#### TASK TO COMPLETE:
Copy every line from the one containing "let pool = PgPool::connect(database_url.expose_secret()).await?;" through the last line of the records below, both included, and nothing else.

Stored data

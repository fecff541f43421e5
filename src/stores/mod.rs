pub mod roster;
pub mod student_store;
//! Seed the database with a demo catalog.
//!
//! Intended for development and demo environments. The command is a no-op
//! when the catalog already has products, so it is safe to re-run.

use tracing::{info, warn};

use kirana_api::db::{self, ProductRepository, UserRepository};
use kirana_api::models::ProductInput;
use kirana_core::{Email, Money};

/// One seed catalog entry: name, category, price, original price, stock.
type SeedProduct = (&'static str, &'static str, i64, Option<i64>, i32);

const CATALOG: &[SeedProduct] = &[
    ("Toor Dal 1kg", "Staples", 180, Some(210), 40),
    ("Basmati Rice 5kg", "Staples", 550, None, 25),
    ("A2 Cow Ghee 500ml", "Dairy", 650, Some(700), 12),
    ("Masala Chai 250g", "Beverages", 120, None, 60),
    ("Turmeric Powder 200g", "Spices", 85, None, 80),
    ("Jaggery Blocks 1kg", "Sweeteners", 90, None, 30),
    ("Coconut Oil 1L", "Oils", 240, Some(260), 18),
    // Deliberately out of stock: listed but not purchasable
    ("Steel Tiffin Box", "Kitchen", 350, None, 0),
];

/// Insert the demo catalog, owned by the given admin account.
///
/// # Errors
///
/// Returns an error if the admin account is missing or the database is
/// unreachable.
pub async fn catalog(admin_email: &str) -> Result<(), Box<dyn std::error::Error>> {
    let admin_email = Email::parse(admin_email)?;

    let database_url = super::database_url()?;
    let pool = db::create_pool(&database_url).await?;

    let users = UserRepository::new(&pool);
    let admin = users
        .get_by_email(&admin_email)
        .await?
        .ok_or_else(|| format!("no account with email {admin_email}"))?;
    if !admin.is_admin {
        return Err(format!("{admin_email} is not an admin account").into());
    }

    let products = ProductRepository::new(&pool);
    let existing = products.list(&db::ProductFilter::default()).await?;
    if !existing.is_empty() {
        warn!(
            count = existing.len(),
            "Catalog already has products, nothing to do"
        );
        return Ok(());
    }

    let mut inserted = 0usize;
    for &(name, category, price, original_price, stock_count) in CATALOG {
        products
            .create(
                &ProductInput {
                    name: name.to_string(),
                    description: None,
                    price: Money::from_rupees(price),
                    original_price: original_price.map(Money::from_rupees),
                    image_url: None,
                    category: Some(category.to_string()),
                    stock_count,
                },
                admin.id,
            )
            .await?;
        inserted += 1;
    }

    info!(inserted, "Seeding complete");
    Ok(())
}
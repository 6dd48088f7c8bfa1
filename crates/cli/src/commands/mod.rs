//! CLI subcommands.

pub mod admin;
pub mod migrate;
pub mod seed;

use secrecy::SecretString;

/// Load the database URL from `KIRANA_DATABASE_URL` or `DATABASE_URL`.
pub(crate) fn database_url() -> Result<SecretString, &'static str> {
    dotenvy::dotenv().ok();

    std::env::var("KIRANA_DATABASE_URL")
        .or_else(|_| std::env::var("DATABASE_URL"))
        .map(SecretString::from)
        .map_err(|_| "KIRANA_DATABASE_URL not set")
}
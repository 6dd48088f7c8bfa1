//! End-to-end tests for the catalog read path and admin CRUD.
//!
//! Run with: cargo test -p kirana-integration-tests -- --ignored

use reqwest::StatusCode;
use serde_json::{Value, json};

use kirana_integration_tests::{
    admin_token, api_base_url, client, create_product, register_user, token_of,
};

#[tokio::test]
#[ignore = "Requires running API server and database"]
async fn test_list_filters_by_name_substring_and_category() {
    let client = client();
    let base_url = api_base_url();

    let admin = admin_token(&client).await;
    let marker = uuid::Uuid::new_v4().simple().to_string();
    let name = format!("Filterable Ghee {marker}");
    create_product(&client, &admin, &name, 650, 10).await;

    // Substring match is case-insensitive
    let needle = format!("filterable ghee {marker}");
    let resp = client
        .get(format!("{base_url}/api/products"))
        .query(&[("q", needle.as_str())])
        .send()
        .await
        .expect("Failed to list products");
    assert_eq!(resp.status(), StatusCode::OK);
    let listed: Value = resp.json().await.expect("Failed to parse product list");
    let listed = listed.as_array().expect("product list");
    assert_eq!(listed.len(), 1);
    assert_eq!(listed[0]["name"], json!(name));

    // Category narrows too (helpers create products under "Test")
    let resp = client
        .get(format!("{base_url}/api/products"))
        .query(&[("q", needle.as_str()), ("category", "Test")])
        .send()
        .await
        .expect("Failed to list products");
    let listed: Value = resp.json().await.expect("Failed to parse product list");
    assert_eq!(listed.as_array().expect("product list").len(), 1);

    // A non-matching category excludes it
    let resp = client
        .get(format!("{base_url}/api/products"))
        .query(&[("q", needle.as_str()), ("category", "Staples")])
        .send()
        .await
        .expect("Failed to list products");
    let listed: Value = resp.json().await.expect("Failed to parse product list");
    assert!(listed.as_array().expect("product list").is_empty());
}

#[tokio::test]
#[ignore = "Requires running API server and database"]
async fn test_zero_stock_products_stay_listed() {
    let client = client();
    let base_url = api_base_url();

    let admin = admin_token(&client).await;
    let marker = uuid::Uuid::new_v4().simple().to_string();
    let name = format!("Sold Out Tiffin {marker}");
    create_product(&client, &admin, &name, 350, 0).await;

    let resp = client
        .get(format!("{base_url}/api/products"))
        .query(&[("q", name.as_str())])
        .send()
        .await
        .expect("Failed to list products");
    let listed: Value = resp.json().await.expect("Failed to parse product list");
    let listed = listed.as_array().expect("product list");
    assert_eq!(listed.len(), 1, "zero-stock products are still listed");
    assert_eq!(listed[0]["stock_count"], json!(0));
}

#[tokio::test]
#[ignore = "Requires running API server and database"]
async fn test_unknown_product_is_404() {
    let client = client();
    let base_url = api_base_url();

    let resp = client
        .get(format!("{base_url}/api/products/2147480000"))
        .send()
        .await
        .expect("Failed to fetch product");
    assert_eq!(resp.status(), StatusCode::NOT_FOUND);
}

#[tokio::test]
#[ignore = "Requires running API server and database"]
async fn test_catalog_writes_require_admin() {
    let client = client();
    let base_url = api_base_url();

    let shopper = register_user(&client, "Would Be Admin").await;
    let token = token_of(&shopper);

    let resp = client
        .post(format!("{base_url}/api/products"))
        .bearer_auth(&token)
        .json(&json!({ "name": "Rogue Product", "price": "10", "stock_count": 1 }))
        .send()
        .await
        .expect("Failed to call create product");
    assert_eq!(resp.status(), StatusCode::FORBIDDEN);

    // Unauthenticated writes are rejected outright
    let resp = client
        .post(format!("{base_url}/api/products"))
        .json(&json!({ "name": "Rogue Product", "price": "10", "stock_count": 1 }))
        .send()
        .await
        .expect("Failed to call create product");
    assert_eq!(resp.status(), StatusCode::UNAUTHORIZED);
}

#[tokio::test]
#[ignore = "Requires running API server and database"]
async fn test_update_and_delete_product() {
    let client = client();
    let base_url = api_base_url();

    let admin = admin_token(&client).await;
    let product = create_product(&client, &admin, "Ephemeral Oil", 240, 5).await;
    let product_id = product["id"].as_i64().expect("product id");

    let resp = client
        .put(format!("{base_url}/api/products/{product_id}"))
        .bearer_auth(&admin)
        .json(&json!({ "name": "Ephemeral Oil 1L", "price": "260", "stock_count": 4 }))
        .send()
        .await
        .expect("Failed to update product");
    assert_eq!(resp.status(), StatusCode::OK);
    let updated: Value = resp.json().await.expect("Failed to parse product");
    assert_eq!(updated["name"], json!("Ephemeral Oil 1L"));
    assert_eq!(updated["stock_count"], json!(4));

    let resp = client
        .delete(format!("{base_url}/api/products/{product_id}"))
        .bearer_auth(&admin)
        .send()
        .await
        .expect("Failed to delete product");
    assert_eq!(resp.status(), StatusCode::OK);
    let body: Value = resp.json().await.expect("Failed to parse delete response");
    assert_eq!(body["message"], json!("Product removed"));

    let resp = client
        .get(format!("{base_url}/api/products/{product_id}"))
        .send()
        .await
        .expect("Failed to fetch product");
    assert_eq!(resp.status(), StatusCode::NOT_FOUND);
}
//! Database migration command.
//!
//! Migrations are embedded from `crates/api/migrations/` at compile time and
//! applied in order. Running against an up-to-date database is a no-op.

use secrecy::ExposeSecret;
use sqlx::PgPool;
use tracing::info;

/// Errors that can occur while migrating.
#[derive(Debug, thiserror::Error)]
pub enum MigrationError {
    #[error("Missing environment variable: {0}")]
    MissingEnvVar(&'static str),

    #[error("Database error: {0}")]
    Database(#[from] sqlx::Error),

    #[error("Migration error: {0}")]
    Migration(#[from] sqlx::migrate::MigrateError),
}

/// Run all pending database migrations.
///
/// # Errors
///
/// Returns `MigrationError` if the database is unreachable or a migration
/// fails to apply.
pub async fn run() -> Result<(), MigrationError> {
    let database_url =
        super::database_url().map_err(|_| MigrationError::MissingEnvVar("KIRANA_DATABASE_URL"))?;

    info!("Connecting to database...");
    let pool = PgPool::connect(database_url.expose_secret()).await?;

    info!("Running migrations...");
    sqlx::migrate!("../api/migrations").run(&pool).await?;

    info!("Migrations complete!");
    Ok(())
}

#### RESPONSE TO THE TASK:
    let pool = PgPool::connect(database_url.expose_secret()).await?;

    info!("Running migrations...");
    sqlx::migrate!("../api/migrations").run(&pool).await?;

    info!("Migrations complete!");
    Ok(())
}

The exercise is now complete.